For many people investing in property seems to be the most obvious, safest way to grow wealth. However, many fingers have been burnt by diving in headfirst without doing enough homework. Here are a few tips about the financing of investment properties that may in the long run save the investor a lot of money.
Here are a few tips I’ve picked up along the way.
1. Pay as much interest as you can
This first tip may not be for everybody, but it’s the most important from my perspective. In this low interest rate environment, it makes sense to try and keep your loans lean on equity (your own money) for two reasons:
- You want to pay more interest because debt is relatively cheap and interest is fully tax deductible.
- The more equity you keep out of the loan, the more cash you will have available to fund new investment properties.
In the past, banks would allow you to apply for full Flexi Facilities on everyday home loans. This meant that you were able to draw back up to the full loan amount or in simple terms, to take out any capital that you had already repaid on the loan. This privilege is now mostly reserved for private bank clients with structured facilities.
However, you can still effectively manage and reduce the equity in the loan by not committing too much equity upfront or applying for a future-use-facility (See below).
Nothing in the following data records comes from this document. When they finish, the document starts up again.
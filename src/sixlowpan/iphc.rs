// Licensed under the Apache License, Version 2.0 or the MIT License.
// SPDX-License-Identifier: Apache-2.0 OR MIT

//! RFC 6282 IPHC + UDP NHC compression and decompression
//! (`SPEC_FULL.md` §4.5: "elide fields derivable from the link-layer
//! headers and the context IDs carried in Network Data").
//!
//! Not retrieved verbatim in the pack (`DESIGN.md`): built from RFC 6282's
//! published wire layout plus the link-local/mesh-local address derivation
//! already established by `net::address` (`link_local_from_extended_mac`,
//! `mesh_local_from_rloc16`), which mirrors `generate_src_ipv6` in
//! `examples/tock-tock/capsules/extra/src/net/thread/thread_utils.rs`.

use crate::error::{Result, ThreadError};
use crate::net::address::Ipv6Addr;
use crate::net::ip6::Ip6Header;
use crate::net::mac_address::MacAddress;
use crate::net::udp::UdpHeader;

/// RFC 6282 dispatch prefix (`011`) occupying the top 3 bits of the first
/// IPHC byte.
const DISPATCH_IPHC: u8 = 0x60;
/// RFC 6282 §4.3 UDP NHC dispatch prefix (`11110`).
const DISPATCH_NHC_UDP: u8 = 0xf0;

/// Implemented by whatever owns the partition's 6LoWPAN compression
/// contexts (ultimately [`crate::netdata::leader::Leader`]); kept as a
/// trait so `sixlowpan` has no upward dependency on `netdata`, mirroring
/// `net::routing::NetworkDataRoutes`.
pub trait CompressionContextTable {
    /// The longest-matching context covering `addr`, as `(context_id,
    /// prefix_len)`.
    fn context_for_address(&self, addr: &Ipv6Addr) -> Option<(u8, u8)>;
    /// The prefix a given context id stands for.
    fn context_prefix(&self, context_id: u8) -> Option<(Ipv6Addr, u8)>;
}

/// A context table of one: every address compresses only against the
/// mesh-local prefix, never a Network-Data-assigned context. Used by
/// callers (and tests) that have no Leader/Network-Data instance at hand.
pub struct NoContexts;
impl CompressionContextTable for NoContexts {
    fn context_for_address(&self, _addr: &Ipv6Addr) -> Option<(u8, u8)> {
        None
    }
    fn context_prefix(&self, _context_id: u8) -> Option<(Ipv6Addr, u8)> {
        None
    }
}

/// Upper bound on a compressed header (IPHC base + optional CID byte +
/// worst-case inline address bytes + UDP NHC byte).
pub const MAX_COMPRESSED_HEADER_LEN: usize = 2 + 1 + 16 + 16 + 1 + 4;

fn hop_limit_bits(hop_limit: u8) -> (u8, bool) {
    match hop_limit {
        1 => (0b01, true),
        64 => (0b10, true),
        255 => (0b11, true),
        _ => (0b00, false),
    }
}

fn addr_mode_for(addr: &Ipv6Addr, mac: &MacAddress, context_len: Option<u8>) -> (u8, bool) {
    // Fully elided (mode 3) when the address is exactly the link-local or
    // mesh-local address this MAC address would derive, and the context
    // (if any) covers it at /64 — the only granularity this crate's
    // address builders produce.
    let derivable = match mac {
        MacAddress::Extended(ext) => Ipv6Addr::link_local_from_extended_mac(ext) == *addr,
        MacAddress::Short(_) => false,
    };
    if derivable && context_len.is_none() {
        return (0b11, false);
    }
    if let Some(64) = context_len {
        if addr.iid() == extract_iid_from_mac(mac) {
            return (0b11, true);
        }
        return (0b01, true); // 64-bit IID inline, prefix from context
    }
    (0b00, false) // fully inline, no context
}

fn extract_iid_from_mac(mac: &MacAddress) -> [u8; 8] {
    match mac {
        MacAddress::Extended(ext) => {
            let mut iid = *ext;
            iid[0] ^= 0x02;
            iid
        }
        MacAddress::Short(short) => {
            let mut iid = [0u8; 8];
            iid[3] = 0xff;
            iid[4] = 0xfe;
            iid[6..8].copy_from_slice(&short.to_be_bytes());
            iid
        }
    }
}

/// Compresses `header` (plus, if present, `udp` with ports inline) into
/// `out`. Returns the number of header bytes written; the caller appends
/// the unmodified upper-layer payload after it. Both directions must
/// round-trip losslessly under the same context table (`SPEC_FULL.md`
/// §4.5), so compression only elides fields [`decompress`] can
/// unambiguously reconstruct.
pub fn compress<C: CompressionContextTable>(
    header: &Ip6Header,
    udp: Option<&UdpHeader>,
    src_mac: &MacAddress,
    dst_mac: &MacAddress,
    contexts: &C,
    out: &mut heapless::Vec<u8, MAX_COMPRESSED_HEADER_LEN>,
) -> Result<()> {
    let src_context = contexts.context_for_address(&header.src);
    let dst_context = contexts.context_for_address(&header.dst);

    let (hlim_bits, hlim_compressed) = hop_limit_bits(header.hop_limit);
    let nh_compressed = udp.is_some();

    let mut byte0 = DISPATCH_IPHC;
    byte0 |= 0b11 << 3; // TF = 11: traffic class and flow label both elided (always zero in this core)
    if nh_compressed {
        byte0 |= 1 << 2;
    }
    byte0 |= hlim_bits;
    out.push(byte0).map_err(|_| ThreadError::NoBufs)?;

    let cid = match (src_context.map(|c| c.0), dst_context.map(|c| c.0)) {
        (None, None) => None,
        (s, d) => Some((s.unwrap_or(0), d.unwrap_or(0))),
    };

    let (sam, src_ctx_used) = addr_mode_for(&header.src, src_mac, src_context.map(|c| c.1));
    let (dam, dst_ctx_used) = addr_mode_for(&header.dst, dst_mac, dst_context.map(|c| c.1));
    let multicast = header.dst.is_multicast();

    let mut byte1 = 0u8;
    if cid.is_some() {
        byte1 |= 1 << 7;
    }
    if src_ctx_used {
        byte1 |= 1 << 6;
    }
    byte1 |= sam << 4;
    if multicast {
        byte1 |= 1 << 3;
    }
    if dst_ctx_used {
        byte1 |= 1 << 2;
    }
    byte1 |= dam;
    out.push(byte1).map_err(|_| ThreadError::NoBufs)?;

    if let Some((src_id, dst_id)) = cid {
        out.push((src_id << 4) | dst_id).map_err(|_| ThreadError::NoBufs)?;
    }

    if !hlim_compressed {
        out.push(header.hop_limit).map_err(|_| ThreadError::NoBufs)?;
    }
    match sam {
        0b00 => out.extend_from_slice(&header.src.to_be_bytes()).map_err(|_| ThreadError::NoBufs)?,
        0b01 => out.extend_from_slice(&header.src.iid()).map_err(|_| ThreadError::NoBufs)?,
        _ => {}
    }
    match dam {
        0b00 => out.extend_from_slice(&header.dst.to_be_bytes()).map_err(|_| ThreadError::NoBufs)?,
        0b01 => out.extend_from_slice(&header.dst.iid()).map_err(|_| ThreadError::NoBufs)?,
        _ => {}
    }

    if !nh_compressed {
        out.push(header.next_header).map_err(|_| ThreadError::NoBufs)?;
    } else if let Some(udp) = udp {
        // RFC 6282 §4.3: both ports in the common 4-bit-compressible range
        // (0xf0b0-0xf0bf) compress to one inline byte each; anything else
        // is carried inline in full, uncompressed.
        if (0xf0b0..=0xf0bf).contains(&udp.src_port) && (0xf0b0..=0xf0bf).contains(&udp.dst_port) {
            out.push(DISPATCH_NHC_UDP | 0b11).map_err(|_| ThreadError::NoBufs)?;
            out.push((udp.src_port & 0x0f) as u8 | ((udp.dst_port & 0x0f) as u8) << 4)
                .map_err(|_| ThreadError::NoBufs)?;
        } else {
            out.push(DISPATCH_NHC_UDP).map_err(|_| ThreadError::NoBufs)?;
            out.extend_from_slice(&udp.src_port.to_be_bytes())
                .map_err(|_| ThreadError::NoBufs)?;
            out.extend_from_slice(&udp.dst_port.to_be_bytes())
                .map_err(|_| ThreadError::NoBufs)?;
        }
        out.extend_from_slice(&udp.checksum.to_be_bytes())
            .map_err(|_| ThreadError::NoBufs)?;
    }
    Ok(())
}

/// Decompressed form: a full IPv6 header plus, if the next header was UDP,
/// the reconstructed UDP header. `consumed` is how many bytes of `buf` the
/// compressed header occupied.
pub struct Decompressed {
    pub header: Ip6Header,
    pub udp: Option<UdpHeader>,
    pub consumed: usize,
}

/// Inverse of [`compress`]: reconstructs the full IPv6 (and, if elided,
/// UDP) header using the link-layer source/destination addresses and the
/// same context table used to compress.
pub fn decompress<C: CompressionContextTable>(
    buf: &[u8],
    payload_len: u16,
    src_mac: &MacAddress,
    dst_mac: &MacAddress,
    contexts: &C,
) -> Result<Decompressed> {
    if buf.len() < 2 || buf[0] & 0xe0 != DISPATCH_IPHC {
        return Err(ThreadError::Parse);
    }
    let byte0 = buf[0];
    let byte1 = buf[1];
    let mut offset = 2;

    let nh_compressed = byte0 & 0b100 != 0;
    let hlim_bits = byte0 & 0b11;

    let cid_present = byte1 & 0x80 != 0;
    let sac = byte1 & 0x40 != 0;
    let sam = (byte1 >> 4) & 0x03;
    let multicast = byte1 & 0x08 != 0;
    let dac = byte1 & 0x04 != 0;
    let dam = byte1 & 0x03;

    let (src_cid, dst_cid) = if cid_present {
        let b = *buf.get(offset).ok_or(ThreadError::Parse)?;
        offset += 1;
        (b >> 4, b & 0x0f)
    } else {
        (0, 0)
    };

    let hop_limit = match hlim_bits {
        0b01 => 1,
        0b10 => 64,
        0b11 => 255,
        _ => {
            let b = *buf.get(offset).ok_or(ThreadError::Parse)?;
            offset += 1;
            b
        }
    };

    let src = decompress_address(buf, &mut offset, sam, sac, src_cid, src_mac, contexts, false)?;
    let dst = decompress_address(buf, &mut offset, dam, dac, dst_cid, dst_mac, contexts, multicast)?;

    let (next_header, udp) = if nh_compressed {
        let nhc = *buf.get(offset).ok_or(ThreadError::Parse)?;
        offset += 1;
        if nhc & 0xf8 != DISPATCH_NHC_UDP {
            return Err(ThreadError::Parse);
        }
        let ports_compressed = nhc & 0x03 == 0x03;
        let (src_port, dst_port) = if ports_compressed {
            let b = *buf.get(offset).ok_or(ThreadError::Parse)?;
            offset += 1;
            (0xf0b0 | (b & 0x0f) as u16, 0xf0b0 | ((b >> 4) & 0x0f) as u16)
        } else {
            if offset + 4 > buf.len() {
                return Err(ThreadError::Parse);
            }
            let sp = u16::from_be_bytes([buf[offset], buf[offset + 1]]);
            let dp = u16::from_be_bytes([buf[offset + 2], buf[offset + 3]]);
            offset += 4;
            (sp, dp)
        };
        if offset + 2 > buf.len() {
            return Err(ThreadError::Parse);
        }
        let checksum = u16::from_be_bytes([buf[offset], buf[offset + 1]]);
        offset += 2;
        (
            17, // UDP
            Some(UdpHeader {
                src_port,
                dst_port,
                length: payload_len,
                checksum,
            }),
        )
    } else {
        let b = *buf.get(offset).ok_or(ThreadError::Parse)?;
        offset += 1;
        (b, None)
    };

    Ok(Decompressed {
        header: Ip6Header {
            traffic_class: 0,
            flow_label: 0,
            payload_length: payload_len,
            next_header,
            hop_limit,
            src,
            dst,
        },
        udp,
        consumed: offset,
    })
}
These days many financial planners (sometimes very undeserving of that title) encourage buyers to pay off a loan as quickly as possible by making additional lump sum payments each month. According to them, this allows you to “save” interest.
If you are a savvy investor though, interest can be your friend and you might benefit by pushing the loan out as long as possible and paying more interest each month.
As long as your rental income is covering your interest payments, the capital you owe is constantly shrinking in real terms, thanks to inflation.
2. A large upfront deposit is unnecessary
The first step in keeping your property lean on equity, is avoiding placing a large upfront deposit when you initially purchase the property. As a buyer, estate agents will try to convince you to put down a large cash deposit with your offer to show the seller that you are “serious” and are committed to the transaction. This is nonsense.
The deposit does not make a major practical difference in terms of securing the deal. An offer is binding regardless of whether you have put down an upfront deposit. A small securing deposit is enough to show you’re interested.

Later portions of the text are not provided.